The boys of Scandinavia have very good times; there is excellent fishing nearly everywhere, and water suitable for boating is not far distant from any home. In some parts of the country the water is frozen during nine months of the year, but in part of this time the skating is good, without any danger of the ice breaking; and when the snow hides the ice, it covers the hills—and such hills! High, steep, and well covered with snow, a hill in Norway or Sweden is the place of all places for coasting, for even on the roads there is very little danger of meeting a wagon while rounding a curve, or of dashing unexpectedly across a railroad track just as a locomotive comes thundering along. Besides, the favorite method of coasting over there is about ten times as exciting as that which is enjoyed here, for the boys descend hills on show-shoes. These shoes resemble the American snow-shoe about as closely as a miniature yacht resembles a chip with a splinter mast and paper sail. They are narrow instead of broad, so a person wearing them does not look awkward, or tire easily, and they are just about as long as their owners are tall. In using them the wearer slides his feet instead of lifting them, and if he wants to hurry, he pushes himself along with a couple of sticks, the lower ends of which are wrapped or shod so that they push against the surface of the snow instead of sinking into it. To descend a hill, the wearer places his feet close together, the shoes being exactly parallel, squats as low as possible, and lets himself go. If the hill is long and steep, he reaches the bottom about as rapidly as a bird could. This style of coasting seems so ridiculously easy that boys sometimes try it slyly rather than wait until their fathers can get time to teach them, and the usual results are a scratched face, and a general bruising all over. The least variation of either shoe from a position parallel to the other shoe is sufficient to cause all of these discomforts, and sometimes more, for occasionally when a boy leans forward a little too much in going over a snow-covered stone or other "bumper," he starts for a somersault which is only prevented by the toes of the shoes burying themselves in the snow, and suspending the boy by the feet with his face downward.

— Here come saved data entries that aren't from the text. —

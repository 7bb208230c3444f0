//! Tag dispatcher and document binding
//!
//! [`parse_document`] turns one trimmed comment into a [`Document`] and
//! reports where it wants to live. [`DocumentSet`] then applies the binding
//! policy against the scope tree:
//!
//! - explicit bindings (`@module`, `@member`, `@lends`, `@function <path>`)
//!   always take the slot, displacing any occupant
//! - positional bindings only fill empty slots
//! - anything left over is an orphan and is reported, never dropped silently

use regex::Regex;
use serde::Serialize;
use std::fmt;
use std::sync::LazyLock;

use super::curly::parse_curly;
use super::document::Document;
use super::quote;
use super::scope::ScopeTree;
use super::tags::{TagContext, TagRegistry};
use crate::types::{DocumentId, ScopeId};

static TAG_LINE: LazyLock<Regex> = LazyLock::new(|| Regex::new(r"\n *@").expect("Invalid regex"));
static BLANK_LINES: LazyLock<Regex> = LazyLock::new(|| Regex::new(r"\n\n+").expect("Invalid regex"));

/// Where a dispatched document asked to be attached
#[derive(Debug, Clone, Copy, PartialEq, Eq)]
pub enum Binding {
    /// Claimed by a binding tag
    Explicit(ScopeId),
    /// Nearest following declaration
    Positional(ScopeId),
    /// Accounted for by a hiding tag, never shown
    Hidden,
    /// No tag claimed it and no declaration follows it
    Unbound,
}

/// Scope information available while dispatching one document
pub struct DocumentScope<'a> {
    pub tree: &'a mut ScopeTree,
    pub module: ScopeId,
    /// Scope of the declaration following the comment
    pub after: Option<ScopeId>,
}

/// Split a tag block into its name and text.
///
/// Horizontal whitespace after the name is dropped, as is a newline right
/// after it, so multi-line bodies keep their indentation.
fn split_tag(block: &str) -> Option<(&str, &str)> {
    let end = block.find(char::is_whitespace).unwrap_or(block.len());
    if end == 0 {
        return None;
    }

    let rest = block[end..].trim_start_matches([' ', '\t']);
    let rest = rest
        .strip_prefix("\r\n")
        .or_else(|| rest.strip_prefix('\n'))
        .unwrap_or(rest);
    Some((&block[..end], rest.trim_end()))
}

/// Apply the `@tag` language in `text` to `document`.
///
/// Free text blocks become `doc`; a leading `{Type}` in it moves to
/// `js_type`. Unknown tags are recorded in `errors` and otherwise ignored.
pub fn parse_document(
    text: &str,
    document: &mut Document,
    scope: DocumentScope<'_>,
    registry: &TagRegistry,
) -> Binding {
    let DocumentScope {
        tree,
        module,
        after,
    } = scope;

    let separated = TAG_LINE.replace_all(text, "\n\n\n@");
    let mut docs = Vec::new();
    let mut ctx = TagContext::new(document, tree, module);

    for block in BLANK_LINES.split(&separated) {
        let Some(tags) = block.strip_prefix('@') else {
            docs.push(block);
            continue;
        };

        for tag_block in tags.split("\n@") {
            let Some((tag, tag_text)) = split_tag(tag_block) else {
                ctx.error(format!(
                    "Empty tag in {}",
                    quote(&format!("@{}", tag_block.trim()))
                ));
                continue;
            };

            match registry.get(tag) {
                Some(handler) => handler(tag_text, &mut ctx),
                None => ctx.error(format!("Did not recognize {} tag.", quote(tag))),
            }
        }
    }

    let explicit = ctx.binding();

    let body = docs.join("\n\n");
    let body = body.trim();
    if body.starts_with('{') {
        let (js_type, rest) = parse_curly(body, &mut document.errors);
        if !js_type.is_empty() {
            document.js_type = Some(js_type);
        }
        document.doc = rest.trim().to_string();
    } else {
        document.doc = body.to_string();
    }

    match (explicit, document.accounted, after) {
        (Some(scope), _, _) => Binding::Explicit(scope),
        (None, true, _) => Binding::Hidden,
        (None, false, Some(scope)) => Binding::Positional(scope),
        (None, false, None) => Binding::Unbound,
    }
}

/// Why a document did not make it into the tree
#[derive(Debug, Clone, PartialEq, Eq, Serialize)]
#[serde(tag = "reason", rename_all = "snake_case")]
pub enum OrphanReason {
    NoDeclaration,
    /// A positional binding found the slot already taken
    SlotTaken { target: String, occupant_line: u32 },
    /// An explicit binding replaced this document
    Displaced { target: String, by_line: u32 },
}

#[derive(Debug, Clone, PartialEq, Eq, Serialize)]
pub struct Orphan {
    pub document: DocumentId,
    pub line: u32,
    #[serde(flatten)]
    pub reason: OrphanReason,
}

impl fmt::Display for Orphan {
    fn fmt(&self, f: &mut fmt::Formatter<'_>) -> fmt::Result {
        match &self.reason {
            OrphanReason::NoDeclaration => write!(
                f,
                "Documentation at line {} is not followed by a declaration",
                self.line
            ),
            OrphanReason::SlotTaken {
                target,
                occupant_line,
            } => write!(
                f,
                "Documentation at line {} for `{target}` ignored, already documented at line {occupant_line}",
                self.line
            ),
            OrphanReason::Displaced { target, by_line } => write!(
                f,
                "Documentation at line {} for `{target}` displaced by line {by_line}",
                self.line
            ),
        }
    }
}

/// Documents of one file plus the ones that failed to bind
#[derive(Debug, Default)]
pub struct DocumentSet {
    documents: Vec<Document>,
    orphans: Vec<Orphan>,
}

impl DocumentSet {
    pub fn new() -> Self {
        Self::default()
    }

    pub fn get(&self, id: DocumentId) -> &Document {
        &self.documents[id.index()]
    }

    pub fn len(&self) -> usize {
        self.documents.len()
    }

    pub fn is_empty(&self) -> bool {
        self.documents.is_empty()
    }

    pub fn orphans(&self) -> &[Orphan] {
        &self.orphans
    }

    fn orphan(&mut self, document: DocumentId, line: u32, reason: OrphanReason) {
        let orphan = Orphan {
            document,
            line,
            reason,
        };
        tracing::warn!("[dispatch] {orphan}");
        self.orphans.push(orphan);
    }

    /// Store `document` and attach it according to `binding`
    pub fn insert(
        &mut self,
        mut document: Document,
        binding: Binding,
        tree: &mut ScopeTree,
    ) -> DocumentId {
        let id = DocumentId::new(self.documents.len() as u32);
        let line = document.line;

        match binding {
            Binding::Explicit(scope) => {
                if let Some(previous) = tree.bind(scope, id) {
                    let target = tree.qualified_name(scope);
                    let previous_line = self.get(previous).line;
                    document.errors.push(format!(
                        "Replaced documentation for `{target}` from line {previous_line}"
                    ));
                    self.orphan(
                        previous,
                        previous_line,
                        OrphanReason::Displaced {
                            target,
                            by_line: line,
                        },
                    );
                }
            }
            Binding::Positional(scope) => match tree.get(scope).document {
                Some(occupant) => {
                    let target = tree.qualified_name(scope);
                    let occupant_line = self.get(occupant).line;
                    document.errors.push(format!(
                        "`{target}` is already documented at line {occupant_line}"
                    ));
                    self.orphan(
                        id,
                        line,
                        OrphanReason::SlotTaken {
                            target,
                            occupant_line,
                        },
                    );
                }
                None => {
                    tree.bind(scope, id);
                }
            },
            Binding::Hidden => {}
            Binding::Unbound => self.orphan(id, line, OrphanReason::NoDeclaration),
        }

        self.documents.push(document);
        id
    }
}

American boys who do not like to go to bed would in Northern Norway or Sweden imagine they had a capital excuse for sitting up, for no boy of spirit can endure to retire by daylight, and in a part of the far Northern summer daylight does not end at all during the twenty-four hours, and even during the month preceding and following this strange period there is only an hour or two of darkness. For a day or two the sun may be seen at midnight, and during several months the only way of discovering bed-time is to look at the clock. This wealth of daylight has some disadvantages; for while it lasts, the mosquitoes never sleep at all, but attend strictly to business, and when they alight upon a toothsome boy, their conduct is gluttonous to a disgraceful degree. It is an unsettled question, however, whether the boys do not object even more to retiring during the winter nights, which are as long as the summer days. In midwinter, day dawns at eleven o'clock, and night follows within two hours; but the moon and stars shine brighter than they ever do here, and American boys would consider it sinful to waste such splendid opportunities for skating or sleighing.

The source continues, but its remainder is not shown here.